● EXERCISE:
Your answer should consist of each line below that includes the word "greater".

● EXCERPTED RECORDS:
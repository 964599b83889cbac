//! Arena-specific error types.

use std::error::Error;
use std::fmt;

use crate::config::AllocMode;

/// Errors that can occur during arena operations.
///
/// The panicking arena methods abort with this error's `Display` text; the
/// `try_*` variants return it instead.
#[derive(Clone, Debug, PartialEq, Eq)]
pub enum ArenaError {
    /// An allocation, push or pop was attempted before `configure`.
    NotConfigured,
    /// The configured block size was zero.
    InvalidBlockSize,
    /// The configured block cap was zero.
    InvalidMaxBlocks,
    /// A run longer than one block was requested.
    RunTooLong {
        /// Number of elements requested.
        requested: usize,
        /// Configured block size.
        block_size: usize,
    },
    /// `remove_last` on an arena with no claimed slots.
    Empty,
    /// The block store is at its configured cap.
    CapacityExceeded {
        /// Blocks currently allocated.
        blocks: usize,
        /// Configured cap.
        max_blocks: usize,
    },
    /// The system allocator could not provide a new block.
    AllocationFailed {
        /// Number of elements in the block that failed to allocate.
        elements: usize,
    },
    /// A checkpoint captured before the arena was last reconfigured or reset.
    StaleCheckpoint {
        /// Epoch the checkpoint was captured in.
        checkpoint_epoch: u64,
        /// Current epoch of the arena.
        current_epoch: u64,
    },
    /// A checkpoint that does not describe a position inside this arena.
    InvalidCheckpoint {
        /// Block index recorded in the checkpoint.
        index: usize,
        /// Remaining capacity recorded in the checkpoint.
        remains: usize,
    },
    /// The operation is not permitted in the arena's allocation mode.
    ModeViolation {
        /// The configured mode.
        mode: AllocMode,
        /// Name of the rejected operation.
        operation: &'static str,
    },
}

impl fmt::Display for ArenaError {
    fn fmt(&self, f: &mut fmt::Formatter<'_>) -> fmt::Result {
        match self {
            Self::NotConfigured => write!(f, "arena used before a block size was configured"),
            Self::InvalidBlockSize => write!(f, "block size must be greater than zero"),
            Self::InvalidMaxBlocks => write!(f, "block cap must be greater than zero"),
            Self::RunTooLong {
                requested,
                block_size,
            } => {
                write!(
                    f,
                    "run of {requested} elements exceeds block size {block_size}"
                )
            }
            Self::Empty => write!(f, "remove_last called on an empty arena"),
            Self::CapacityExceeded { blocks, max_blocks } => {
                write!(
                    f,
                    "arena capacity exceeded: {blocks} blocks allocated, cap {max_blocks}"
                )
            }
            Self::AllocationFailed { elements } => {
                write!(f, "failed to allocate a block of {elements} elements")
            }
            Self::StaleCheckpoint {
                checkpoint_epoch,
                current_epoch,
            } => {
                write!(
                    f,
                    "stale checkpoint: captured in epoch {checkpoint_epoch}, arena is at epoch {current_epoch}"
                )
            }
            Self::InvalidCheckpoint { index, remains } => {
                write!(
                    f,
                    "checkpoint (block {index}, remains {remains}) lies outside the arena"
                )
            }
            Self::ModeViolation { mode, operation } => {
                write!(f, "{operation} is not permitted in {mode} mode")
            }
        }
    }
}

impl Error for ArenaError {}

● RESPONSE:
            Self::InvalidBlockSize => write!(f, "block size must be greater than zero"),
            Self::InvalidMaxBlocks => write!(f, "block cap must be greater than zero"),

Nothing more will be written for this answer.